O jovem estava acompanhado do pai na tarde da última terça-feira (30) quando o colchão em que ambos estavam virou, lançando-os na água. O pai conseguiu nadar até a margem e foi socorrido, mas Fabio acabou submergindo e não retornou à superfície.

Desde o momento do desaparecimento, equipes do Corpo de Bombeiros atuaram de forma ininterrupta nas buscas. As operações incluíram mergulhadores especializados, varreduras com embarcações e monitoramento constante da área onde o acidente ocorreu.
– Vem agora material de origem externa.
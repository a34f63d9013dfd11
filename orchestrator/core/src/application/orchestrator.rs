// Copyright (c) 2026 100monkeys.ai
// SPDX-License-Identifier: AGPL-3.0
//! Task Orchestrator
//!
//! Owns the pending queue and the active-task table. Each scheduler tick:
//!
//! 1. refreshes the progress estimate of running tasks
//! 2. orders the queue by priority, then arrival
//! 3. dispatches every task whose dependencies completed and for which the
//!    [`WorkerPool`] has an eligible worker
//! 4. purges terminal tasks older than the retention window
//!
//! All of this runs under one lock, so two ticks never interleave on the same
//! task or worker. Executions run on the tokio runtime and report back through
//! [`TaskOrchestrator::finish`], which takes the same lock.
//!
//! Every submission, completion and failure is also written to the
//! [`MemoryGraph`] as an `experience` node.
//!
//! # Architecture
//!
//! - **Layer:** Application Layer
//! - **Purpose:** Dependency-aware, capability-matched dispatch

use chrono::{DateTime, Utc};
use parking_lot::Mutex;
use serde::{Deserialize, Serialize};
use serde_json::json;
use std::cmp::Reverse;
use std::collections::HashMap;
use std::sync::Arc;
use synapse_cortex::{Clock, GraphStats, MemoryGraph, NewNode, NodeId, NodeKind, RelationKind};
use thiserror::Error;
use tokio::time::interval;
use tokio_util::sync::CancellationToken;
use tokio_util::task::TaskTracker;
use tracing::{debug, info, warn};

use crate::application::worker_pool::{PoolError, WorkerCounts, WorkerLease, WorkerPool};
use crate::domain::config::OrchestratorConfig;
use crate::domain::events::OrchestratorEvent;
use crate::domain::executor::{ExecutionContext, ExecutionError, ExecutorRegistry, WorkExecutor};
use crate::domain::task::{Task, TaskError, TaskId, TaskSpec, TaskStatus};
use crate::domain::worker::{Worker, WorkerId, WorkerStatus};
use crate::infrastructure::event_bus::EventBus;

pub(crate) const ORCHESTRATOR_ORIGIN: &str = "orchestrator";

const SUBMISSION_CONFIDENCE: f64 = 0.8;
const SUBMISSION_IMPORTANCE: f64 = 0.5;
const SUCCESS_CONFIDENCE: f64 = 0.9;
const SUCCESS_IMPORTANCE: f64 = 0.7;
const FAILURE_CONFIDENCE: f64 = 0.6;
// Failures outrank successes so they surface first in later searches
const FAILURE_IMPORTANCE: f64 = 0.8;

const PROGRESS_CEILING: f64 = 0.9;

#[derive(Debug, Error)]
pub enum OrchestratorError {
    #[error("Invalid task submission: {0}")]
    InvalidSubmission(String),

    #[error("Task not found: {0}")]
    TaskNotFound(TaskId),

    #[error(transparent)]
    Task(#[from] TaskError),

    #[error(transparent)]
    Pool(#[from] PoolError),
}

/// Tasks by state. `retired` counts tasks already purged from the table.
#[derive(Debug, Clone, Copy, Default, PartialEq, Eq, Serialize, Deserialize)]
pub struct TaskCounts {
    pub pending: usize,
    pub running: usize,
    pub completed: usize,
    pub failed: usize,
    pub cancelled: usize,
    pub retired: usize,
}

#[derive(Debug, Clone, Copy, PartialEq, Eq, Serialize, Deserialize)]
pub struct OrchestratorStatus {
    pub tasks: TaskCounts,
    pub workers: WorkerCounts,
    pub memory: GraphStats,
}

#[derive(Debug, Clone, Default, PartialEq, Eq)]
pub struct TickReport {
    pub dispatched: Vec<(TaskId, WorkerId)>,
    pub still_pending: usize,
    pub purged: Vec<TaskId>,
}

struct OrchestratorState {
    tasks: HashMap<TaskId, Task>,
    queue: Vec<TaskId>,
    cancellations: HashMap<TaskId, CancellationToken>,
    submission_nodes: HashMap<TaskId, NodeId>,
    /// Final status of tasks purged from the table
    retired: HashMap<TaskId, TaskStatus>,
    next_sequence: u64,
}
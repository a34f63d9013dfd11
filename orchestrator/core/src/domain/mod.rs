// Copyright (c) 2026 100monkeys.ai
// SPDX-License-Identifier: AGPL-3.0
//! Domain
//!
//! Task, worker and decision types plus the ports the application layer
//! drives (`WorkExecutor`, `ScoringStrategy`).
//!
//! # Architecture
//!
//! - **Layer:** Domain Layer
//! - **Purpose:** Pure types and invariants, no runtime dependencies

pub mod config;
pub mod decision;
pub mod events;
pub mod executor;
pub mod task;
pub mod worker;

pub use config::{ConfigError, OrchestratorConfig};
pub use decision::{Decision, DecisionError, DecisionId, DecisionOption, OptionScore, ScoredOption, ScoringStrategy};
pub use events::OrchestratorEvent;
pub use executor::{ExecutionContext, ExecutionError, ExecutorRegistry, WorkExecutor};
pub use task::{ResourceRequest, Task, TaskError, TaskId, TaskKind, TaskPriority, TaskSpec, TaskStatus};
pub use worker::{
    Capability, CapabilitySet, PerformanceProfile, ResourceBudget, Worker, WorkerArchetype, WorkerId,
    WorkerKind, WorkerStatus,
};
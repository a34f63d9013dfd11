// Copyright (c) 2026 100monkeys.ai
// SPDX-License-Identifier: AGPL-3.0
//! # `synapse-orchestrator-core`
//!
//! In-process task orchestration engine. Tasks are queued by priority, held
//! back until their dependencies complete, and dispatched to capability-tagged
//! workers with spare resource budget. Every submission, outcome and decision
//! is recorded in a [`synapse_cortex::MemoryGraph`].
//!
//! | Module | Layer | Contents |
//! |--------|-------|----------|
//! | [`domain`] | Domain | tasks, workers, decisions, config, executor and scoring ports |
//! | [`application`] | Application | `TaskOrchestrator`, `WorkerPool`, `DecisionEngine` |
//! | [`infrastructure`] | Infrastructure | event bus, built-in executors, static scoring |

pub mod domain;
pub mod application;
pub mod infrastructure;

pub use domain::*;
pub use application::*;
pub use infrastructure::{builtin_registry, EventBus, StaticScoringStrategy};
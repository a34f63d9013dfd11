// Copyright (c) 2026 100monkeys.ai
// SPDX-License-Identifier: AGPL-3.0

pub mod memory_graph;

pub use memory_graph::{
    GraphSnapshot, GraphStats, MemoryGraph, SearchCriteria, DEFAULT_MAX_DEPTH, DEFAULT_MAX_RESULTS,
};
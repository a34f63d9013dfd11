// Copyright (c) 2026 100monkeys.ai
// SPDX-License-Identifier: AGPL-3.0

//! Time source for the memory graph and the orchestrator.
//!
//! Importance decay, retention windows and execution timing all read the
//! current time through [`Clock`] so tests can drive time explicitly.

use chrono::{DateTime, Duration, Utc};
use parking_lot::Mutex;

pub trait Clock: Send + Sync {
    fn now(&self) -> DateTime<Utc>;
}

/// Wall-clock time.
#[derive(Debug, Clone, Copy, Default)]
pub struct SystemClock;

impl Clock for SystemClock {
    fn now(&self) -> DateTime<Utc> {
        Utc::now()
    }
}

/// Manually advanced clock for deterministic tests and replays.
#[derive(Debug)]
pub struct ManualClock {
    current: Mutex<DateTime<Utc>>,
}

impl ManualClock {
    pub fn new(start: DateTime<Utc>) -> Self {
        Self {
            current: Mutex::new(start),
        }
    }

    /// Start at the current wall-clock instant.
    pub fn starting_now() -> Self {
        Self::new(Utc::now())
    }

    pub fn advance(&self, by: Duration) {
        let mut current = self.current.lock();
        *current += by;
    }

    pub fn set(&self, to: DateTime<Utc>) {
        *self.current.lock() = to;
    }
}

impl Clock for ManualClock {
    fn now(&self) -> DateTime<Utc> {
        *self.current.lock()
    }
}
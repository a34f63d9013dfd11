// Copyright (c) 2026 100monkeys.ai
// SPDX-License-Identifier: AGPL-3.0

// Workload Files
//
// A workload is a YAML document of named tasks and decisions:
//
//   tasks:
//     - name: ingest
//       kind: analysis
//       priority: high
//       input: { data: [1, 2, 3] }
//     - name: forecast
//       kind: prediction
//       depends_on: [ingest]
//   decisions:
//     - context: scale for the evening peak
//       options:
//         - { id: scale-out, confidence: 0.9, impact: 0.8, cost: 0.3 }
//         - { id: wait, confidence: 0.6, impact: 0.2, cost: 0.0 }
//
// Dependencies refer to tasks declared earlier in the file, so the
// declaration order is always a valid submission order.

use serde::{Deserialize, Serialize};
use std::collections::HashMap;
use std::path::{Path, PathBuf};
use thiserror::Error;

use synapse_core::{
    DecisionOption, OptionScore, OrchestratorError, ResourceRequest, StaticScoringStrategy, TaskId, TaskKind,
    TaskOrchestrator, TaskPriority, TaskSpec,
};

#[derive(Debug, Error)]
pub enum WorkloadError {
    #[error("Failed to read workload {path:?}: {source}")]
    Io {
        path: PathBuf,
        #[source]
        source: std::io::Error,
    },

    #[error("Invalid workload YAML: {0}")]
    Yaml(#[from] serde_yaml::Error),

    #[error("Duplicate task name '{0}'")]
    DuplicateTask(String),

    #[error("Task '{task}' depends on '{dependency}', which is not declared before it")]
    UnknownDependency { task: String, dependency: String },

    #[error("Decision '{0}' has no options")]
    EmptyDecision(String),

    #[error("Option '{0}' is declared twice with different scores")]
    ConflictingScores(String),

    #[error("Task '{task}' was rejected: {source}")]
    Rejected {
        task: String,
        #[source]
        source: OrchestratorError,
    },
}

#[derive(Debug, Clone, Default, Serialize, Deserialize)]
pub struct Workload {
    #[serde(default)]
    pub tasks: Vec<WorkloadTask>,
    #[serde(default)]
    pub decisions: Vec<WorkloadDecision>,
}

#[derive(Debug, Clone, Serialize, Deserialize)]
pub struct WorkloadTask {
    pub name: String,
    pub kind: TaskKind,
    #[serde(default)]
    pub priority: TaskPriority,
    #[serde(default)]
    pub description: String,
    #[serde(default)]
    pub input: serde_json::Value,
    #[serde(default)]
    pub resources: ResourceRequest,
    #[serde(default)]
    pub depends_on: Vec<String>,
}

#[derive(Debug, Clone, Serialize, Deserialize)]
pub struct WorkloadDecision {
    pub context: String,
    pub options: Vec<WorkloadOption>,
}

#[derive(Debug, Clone, Serialize, Deserialize)]
pub struct WorkloadOption {
    pub id: String,
    #[serde(default)]
    pub description: String,
    #[serde(default = "neutral")]
    pub confidence: f64,
    #[serde(default = "neutral")]
    pub impact: f64,
    #[serde(default = "neutral")]
    pub cost: f64,
}

fn neutral() -> f64 {
    0.5
}

impl WorkloadOption {
    fn score(&self) -> OptionScore {
        OptionScore::new(self.confidence, self.impact, self.cost)
    }
}

impl WorkloadDecision {
    pub fn options(&self) -> Vec<DecisionOption> {
        self.options
            .iter()
            .map(|o| DecisionOption::new(o.id.clone(), o.description.clone()))
            .collect()
    }
}

impl Workload {
    pub fn from_yaml_file(path: impl AsRef<Path>) -> Result<Self, WorkloadError> {
        let path = path.as_ref();
        let content = std::fs::read_to_string(path).map_err(|source| WorkloadError::Io {
            path: path.to_path_buf(),
            source,
        })?;
        Self::from_yaml_str(&content)
    }

    pub fn from_yaml_str(yaml: &str) -> Result<Self, WorkloadError> {
        let workload: Workload = serde_yaml::from_str(yaml)?;
        workload.validate()?;
        Ok(workload)
    }

    pub fn validate(&self) -> Result<(), WorkloadError> {
        let mut declared: Vec<&str> = Vec::with_capacity(self.tasks.len());
        for task in &self.tasks {
            if declared.contains(&task.name.as_str()) {
                return Err(WorkloadError::DuplicateTask(task.name.clone()));
            }
            if let Some(missing) = task.depends_on.iter().find(|d| !declared.contains(&d.as_str())) {
                return Err(WorkloadError::UnknownDependency {
                    task: task.name.clone(),
                    dependency: missing.clone(),
                });
            }
            declared.push(&task.name);
        }

        for decision in &self.decisions {
            if decision.options.is_empty() {
                return Err(WorkloadError::EmptyDecision(decision.context.clone()));
            }
        }
        self.scoring().map(|_| ())
    }

    /// Score table for every option in the workload. The same option id may
    /// appear in several decisions only with the same scores.
    pub fn scoring(&self) -> Result<StaticScoringStrategy, WorkloadError> {
        let mut scores: HashMap<&str, OptionScore> = HashMap::new();
        for option in self.decisions.iter().flat_map(|d| &d.options) {
            let score = option.score();
            match scores.get(option.id.as_str()) {
                Some(existing) if *existing != score => {
                    return Err(WorkloadError::ConflictingScores(option.id.clone()));
                }
                _ => {
                    scores.insert(&option.id, score);
                }
            }
        }

        Ok(scores
            .into_iter()
            .fold(StaticScoringStrategy::default(), |strategy, (id, score)| {
                strategy.with_score(id, score)
            }))
    }

    /// Submit every task in declaration order. Returns the assigned ids in
    /// the same order, paired with the task names.
    pub fn submit(&self, orchestrator: &TaskOrchestrator) -> Result<Vec<(String, TaskId)>, WorkloadError> {
        let mut ids: HashMap<&str, TaskId> = HashMap::with_capacity(self.tasks.len());
        let mut submitted = Vec::with_capacity(self.tasks.len());

        for task in &self.tasks {
            let dependencies = task
                .depends_on
                .iter()
                .map(|name| {
                    ids.get(name.as_str()).copied().ok_or_else(|| WorkloadError::UnknownDependency {
                        task: task.name.clone(),
                        dependency: name.clone(),
                    })
                })
                .collect::<Result<Vec<_>, _>>()?;

            let mut spec = TaskSpec::new(task.kind, task.priority)
                .with_description(task.description.clone())
                .with_input(task.input.clone())
                .depends_on(dependencies);
            spec.resources = task.resources;

            let id = orchestrator.submit_task(spec).map_err(|source| WorkloadError::Rejected {
                task: task.name.clone(),
                source,
            })?;
            ids.insert(&task.name, id);
            submitted.push((task.name.clone(), id));
        }

        Ok(submitted)
    }
}
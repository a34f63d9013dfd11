// Copyright (c) 2026 100monkeys.ai
// SPDX-License-Identifier: AGPL-3.0
//! # MemoryGraph — Knowledge Graph Store
//!
//! Owns every [`MemoryNode`] and [`MemoryEdge`] and keeps four auxiliary
//! indexes in step with node insertion:
//!
//! | Index | Key | Used by |
//! |-------|-----|---------|
//! | by kind | [`NodeKind`] | `search_nodes` kind filter |
//! | by tag | tag string | `search_nodes` tag filter (OR match) |
//! | by origin | origin label | `search_nodes` origin filter |
//! | by recency | creation time, newest first | `recent_nodes` |
//!
//! ## Access tracking
//!
//! [`MemoryGraph::get_node`] is the only read that counts as an access: it
//! bumps `access_count`, moves `last_accessed_at` and recomputes
//! `importance` before returning. Search and traversal rank on the stored
//! importance and leave access statistics untouched.
//!
//! ## Concurrency
//!
//! All state sits behind one `parking_lot::RwLock`; writers (including
//! `get_node`) are serialized, readers share. No lock is held across an
//! `.await`, so the graph is safe to share between executor tasks.

use std::cmp::Reverse;
use std::collections::{HashMap, HashSet, VecDeque};
use std::sync::Arc;

use chrono::{DateTime, Utc};
use parking_lot::RwLock;
use serde::{Deserialize, Serialize};
use tracing::debug;

use crate::domain::clock::{Clock, SystemClock};
use crate::domain::graph::{
    clamp_unit, CortexError, EdgeId, MemoryEdge, MemoryNode, NewNode, NodeId, NodeKind,
    RelationKind,
};
use crate::domain::importance;

pub const DEFAULT_MAX_DEPTH: usize = 2;
pub const DEFAULT_MAX_RESULTS: usize = 10;

/// Filters for [`MemoryGraph::search_nodes`]. All present filters are ANDed;
/// `tags` matches a node carrying any one of the listed tags.
#[derive(Debug, Clone, Default, Serialize, Deserialize)]
pub struct SearchCriteria {
    pub kind: Option<NodeKind>,
    pub tags: Option<Vec<String>>,
    /// Case-insensitive substring of the JSON-encoded payload.
    pub text: Option<String>,
    pub origin: Option<String>,
    pub min_confidence: Option<f64>,
    pub limit: Option<usize>,
}

impl SearchCriteria {
    pub fn new() -> Self {
        Self::default()
    }

    pub fn kind(mut self, kind: NodeKind) -> Self {
        self.kind = Some(kind);
        self
    }

    pub fn tags<I, S>(mut self, tags: I) -> Self
    where
        I: IntoIterator<Item = S>,
        S: Into<String>,
    {
        self.tags = Some(tags.into_iter().map(Into::into).collect());
        self
    }

    pub fn text(mut self, text: impl Into<String>) -> Self {
        self.text = Some(text.into());
        self
    }

    pub fn origin(mut self, origin: impl Into<String>) -> Self {
        self.origin = Some(origin.into());
        self
    }

    pub fn min_confidence(mut self, min: f64) -> Self {
        self.min_confidence = Some(min);
        self
    }

    pub fn limit(mut self, limit: usize) -> Self {
        self.limit = Some(limit);
        self
    }
}

/// Node and edge totals.
#[derive(Debug, Clone, Copy, Default, PartialEq, Eq, Serialize, Deserialize)]
pub struct GraphStats {
    pub nodes: usize,
    pub edges: usize,
}

/// Serializable copy of the graph's node and edge collections.
#[derive(Debug, Clone, Default, Serialize, Deserialize)]
pub struct GraphSnapshot {
    pub nodes: Vec<MemoryNode>,
    pub edges: Vec<MemoryEdge>,
}

#[derive(Default)]
struct GraphIndexes {
    by_kind: HashMap<NodeKind, HashSet<NodeId>>,
    by_tag: HashMap<String, HashSet<NodeId>>,
    by_origin: HashMap<String, HashSet<NodeId>>,
    /// Newest first; ties keep insertion order.
    by_recency: Vec<(DateTime<Utc>, u64, NodeId)>,
}

impl GraphIndexes {
    fn insert(&mut self, node: &MemoryNode, seq: u64) {
        self.by_kind.entry(node.kind).or_default().insert(node.id);
        for tag in &node.tags {
            self.by_tag.entry(tag.clone()).or_default().insert(node.id);
        }
        self.by_origin
            .entry(node.origin.clone())
            .or_default()
            .insert(node.id);

        let key = (node.created_at, Reverse(seq));
        let position = self
            .by_recency
            .partition_point(|(created, s, _)| (*created, Reverse(*s)) > key);
        self.by_recency.insert(position, (node.created_at, seq, node.id));
    }
}

#[derive(Default)]
struct GraphState {
    nodes: HashMap<NodeId, MemoryNode>,
    /// Insertion sequence per node, the tiebreaker for every ranking.
    sequence: HashMap<NodeId, u64>,
    next_seq: u64,
    edges: Vec<MemoryEdge>,
    indexes: GraphIndexes,
}

impl GraphState {
    fn insert_node(&mut self, node: MemoryNode) {
        let seq = self.next_seq;
        self.next_seq += 1;
        self.indexes.insert(&node, seq);
        self.sequence.insert(node.id, seq);
        self.nodes.insert(node.id, node);
    }

    fn seq(&self, id: &NodeId) -> u64 {
        self.sequence.get(id).copied().unwrap_or(u64::MAX)
    }

    fn link(&mut self, edge: &MemoryEdge) {
        if let Some(from) = self.nodes.get_mut(&edge.from) {
            from.link(edge.to);
        }
        if edge.bidirectional {
            if let Some(to) = self.nodes.get_mut(&edge.to) {
                to.link(edge.from);
            }
        }
    }

    /// Ids passing the indexed filters, or `None` when no indexed filter applies.
    fn indexed_candidates(&self, criteria: &SearchCriteria) -> Option<HashSet<NodeId>> {
        let mut candidates: Option<HashSet<NodeId>> = None;

        let mut narrow = |set: HashSet<NodeId>| {
            candidates = Some(match candidates.take() {
                Some(current) => current.intersection(&set).copied().collect(),
                None => set,
            });
        };

        if let Some(kind) = criteria.kind {
            narrow(self.indexes.by_kind.get(&kind).cloned().unwrap_or_default());
        }

        if let Some(origin) = &criteria.origin {
            narrow(self.indexes.by_origin.get(origin).cloned().unwrap_or_default());
        }

        if let Some(tags) = criteria.tags.as_ref().filter(|t| !t.is_empty()) {
            let mut union = HashSet::new();
            for tag in tags {
                if let Some(ids) = self.indexes.by_tag.get(tag) {
                    union.extend(ids.iter().copied());
                }
            }
            narrow(union);
        }

        candidates
    }
}

/// The knowledge graph memory store.
pub struct MemoryGraph {
    state: RwLock<GraphState>,
    clock: Arc<dyn Clock>,
}

impl MemoryGraph {
    pub fn new() -> Self {
        Self::with_clock(Arc::new(SystemClock))
    }

    pub fn with_clock(clock: Arc<dyn Clock>) -> Self {
        Self {
            state: RwLock::new(GraphState::default()),
            clock,
        }
    }

    /// Rebuild a graph from a snapshot. Adjacency lists and indexes are
    /// derived again from the edge list; an edge naming a missing node
    /// rejects the whole snapshot.
    pub fn from_snapshot(snapshot: GraphSnapshot, clock: Arc<dyn Clock>) -> Result<Self, CortexError> {
        let mut state = GraphState::default();

        for mut node in snapshot.nodes {
            node.adjacency.clear();
            state.insert_node(node);
        }

        for edge in snapshot.edges {
            for endpoint in [edge.from, edge.to] {
                if !state.nodes.contains_key(&endpoint) {
                    return Err(CortexError::UnknownNode(endpoint));
                }
            }
            state.link(&edge);
            state.edges.push(edge);
        }

        Ok(Self {
            state: RwLock::new(state),
            clock,
        })
    }

    pub fn clock(&self) -> Arc<dyn Clock> {
        self.clock.clone()
    }

    /// Insert a node. Always succeeds.
    pub fn add_node(&self, new_node: NewNode) -> NodeId {
        let now = self.clock.now();
        let importance = new_node
            .importance
            .unwrap_or_else(|| importance::initial_importance(new_node.confidence));

        let node = MemoryNode {
            id: NodeId::new(),
            kind: new_node.kind,
            payload: new_node.payload,
            confidence: clamp_unit(new_node.confidence),
            created_at: now,
            origin: new_node.origin,
            tags: new_node.tags,
            access_count: 0,
            last_accessed_at: now,
            importance,
            adjacency: Vec::new(),
        };
        let id = node.id;

        debug!(node_id = %id, kind = node.kind.as_str(), origin = %node.origin, "Adding memory node");
        self.state.write().insert_node(node);

        id
    }

    /// Relate two existing nodes. Nothing is written if either endpoint is missing.
    pub fn add_edge(
        &self,
        from: NodeId,
        to: NodeId,
        kind: RelationKind,
        weight: f64,
        bidirectional: bool,
    ) -> Result<EdgeId, CortexError> {
        let mut state = self.state.write();

        for endpoint in [from, to] {
            if !state.nodes.contains_key(&endpoint) {
                return Err(CortexError::UnknownNode(endpoint));
            }
        }

        let edge = MemoryEdge {
            id: EdgeId::new(),
            from,
            to,
            kind,
            weight: clamp_unit(weight),
            bidirectional,
            created_at: self.clock.now(),
        };
        let id = edge.id;

        state.link(&edge);
        state.edges.push(edge);

        debug!(edge_id = %id, %from, %to, ?kind, "Adding memory edge");
        Ok(id)
    }

    /// Read a node, recording the access and refreshing its importance.
    pub fn get_node(&self, id: NodeId) -> Result<MemoryNode, CortexError> {
        let now = self.clock.now();
        let mut state = self.state.write();
        let node = state.nodes.get_mut(&id).ok_or(CortexError::NodeNotFound(id))?;

        let recency = importance::recency(node.last_accessed_at, now);
        node.access_count += 1;
        node.last_accessed_at = now;
        node.importance = importance::importance(
            node.confidence,
            recency,
            importance::frequency(node.access_count),
            importance::connectivity(node.adjacency.len()),
        );

        Ok(node.clone())
    }

    /// Read a node without counting an access.
    pub fn peek_node(&self, id: NodeId) -> Option<MemoryNode> {
        self.state.read().nodes.get(&id).cloned()
    }

    /// Filter and rank nodes by `0.7·importance + 0.3·recency ratio`,
    /// ties in insertion order.
    pub fn search_nodes(&self, criteria: &SearchCriteria) -> Vec<MemoryNode> {
        let now = self.clock.now();
        let state = self.state.read();
        let needle = criteria.text.as_ref().map(|t| t.to_lowercase());

        let candidates: Vec<&MemoryNode> = match state.indexed_candidates(criteria) {
            Some(ids) => ids.iter().filter_map(|id| state.nodes.get(id)).collect(),
            None => state.nodes.values().collect(),
        };

        let mut ranked: Vec<(f64, u64, &MemoryNode)> = candidates
            .into_iter()
            .filter(|node| match criteria.min_confidence {
                Some(min) => node.confidence >= min,
                None => true,
            })
            .filter(|node| match &needle {
                Some(needle) => node.payload.to_string().to_lowercase().contains(needle.as_str()),
                None => true,
            })
            .map(|node| {
                let score = 0.7 * node.importance
                    + 0.3 * importance::recency_ratio(node.last_accessed_at, now);
                (score, state.seq(&node.id), node)
            })
            .collect();

        ranked.sort_by(|a, b| b.0.total_cmp(&a.0).then(a.1.cmp(&b.1)));

        let limit = criteria.limit.unwrap_or(usize::MAX);
        ranked
            .into_iter()
            .take(limit)
            .map(|(_, _, node)| node.clone())
            .collect()
    }

    /// Breadth-first neighbourhood of `id`, excluding `id` itself, ranked by
    /// `importance / (distance + 1)`. An unknown start yields nothing.
    pub fn find_related(&self, id: NodeId, max_depth: usize, max_results: usize) -> Vec<MemoryNode> {
        let state = self.state.read();
        if !state.nodes.contains_key(&id) {
            return Vec::new();
        }

        let mut visited = HashSet::from([id]);
        let mut queue = VecDeque::from([(id, 0usize)]);
        let mut related: Vec<(f64, &MemoryNode)> = Vec::new();

        while let Some((current, depth)) = queue.pop_front() {
            let Some(node) = state.nodes.get(&current) else {
                continue;
            };

            if depth > 0 {
                related.push((node.importance / (depth as f64 + 1.0), node));
            }

            if depth == max_depth {
                continue;
            }

            for neighbour in &node.adjacency {
                if visited.insert(*neighbour) {
                    queue.push_back((*neighbour, depth + 1));
                }
            }
        }

        // Stable: equal scores keep breadth-first discovery order.
        related.sort_by(|a, b| b.0.total_cmp(&a.0));
        related
            .into_iter()
            .take(max_results)
            .map(|(_, node)| node.clone())
            .collect()
    }

    /// Newest nodes first.
    pub fn recent_nodes(&self, limit: usize) -> Vec<MemoryNode> {
        let state = self.state.read();
        state
            .indexes
            .by_recency
            .iter()
            .filter_map(|(_, _, id)| state.nodes.get(id).cloned())
            .take(limit)
            .collect()
    }

    /// Edges leaving `id`, plus bidirectional edges arriving at it.
    pub fn edges_of(&self, id: NodeId) -> Vec<MemoryEdge> {
        self.state
            .read()
            .edges
            .iter()
            .filter(|edge| edge.from == id || (edge.bidirectional && edge.to == id))
            .cloned()
            .collect()
    }

    pub fn stats(&self) -> GraphStats {
        let state = self.state.read();
        GraphStats {
            nodes: state.nodes.len(),
            edges: state.edges.len(),
        }
    }

    pub fn len(&self) -> usize {
        self.state.read().nodes.len()
    }

    pub fn is_empty(&self) -> bool {
        self.len() == 0
    }

    /// Copy out nodes (insertion order) and edges.
    pub fn snapshot(&self) -> GraphSnapshot {
        let state = self.state.read();
        let mut nodes: Vec<&MemoryNode> = state.nodes.values().collect();
        nodes.sort_by_key(|node| state.seq(&node.id));

        GraphSnapshot {
            nodes: nodes.into_iter().cloned().collect(),
            edges: state.edges.clone(),
        }
    }
}

impl Default for MemoryGraph {
    fn default() -> Self {
        Self::new()
    }
}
O corpo do adolescente foi localizado por pescadores por volta das 8h50 da manhã, flutuando próximo ao ponto do acidente. Logo em seguida, os bombeiros foram acionados para realizar a remoção, e o corpo foi encaminhado ao Instituto Médico Legal (IML), onde passará pelos procedimentos legais antes de ser liberado à família.

A tragédia causou grande comoção em Campos dos Goytacazes e reacendeu o alerta sobre os riscos associados ao uso de objetos infláveis em ambientes aquáticos naturais, especialmente em locais sem a presença de guarda-vidas ou estrutura de segurança adequada.

Especialistas destacam que colchões infláveis, boias e itens semelhantes podem transmitir uma falsa sensação de segurança. Em áreas profundas ou sujeitas a correntes, ventos e variações inesperadas do fundo, esses objetos podem se tornar extremamente perigosos.

Autoridades reforçam que o uso desses equipamentos deve ocorrer com extrema cautela e, preferencialmente, sob supervisão de profissionais treinados. Em lagoas, rios e praias sem monitoramento, o risco de acidentes graves ou fatais aumenta consideravelmente.

Além da investigação das circunstâncias do acidente, o caso também deve servir como ponto de reflexão para pais e responsáveis quanto à necessidade de atenção redobrada em atividades de lazer aquático, mesmo quando realizadas em família.

Familiares, amigos e moradores da região lamentam profundamente a morte de Fabio, descrito como um adolescente alegre, carismático e muito querido por todos. Mensagens de pesar e solidariedade se multiplicaram nas redes sociais.

Em meio à dor, a tragédia deixa um alerta importante: o lazer em ambientes naturais exige responsabilidade, vigilância constante e respeito às condições do local. A perda precoce de Fabio reforça a importância da prevenção para que acidentes semelhantes não voltem a acontecer.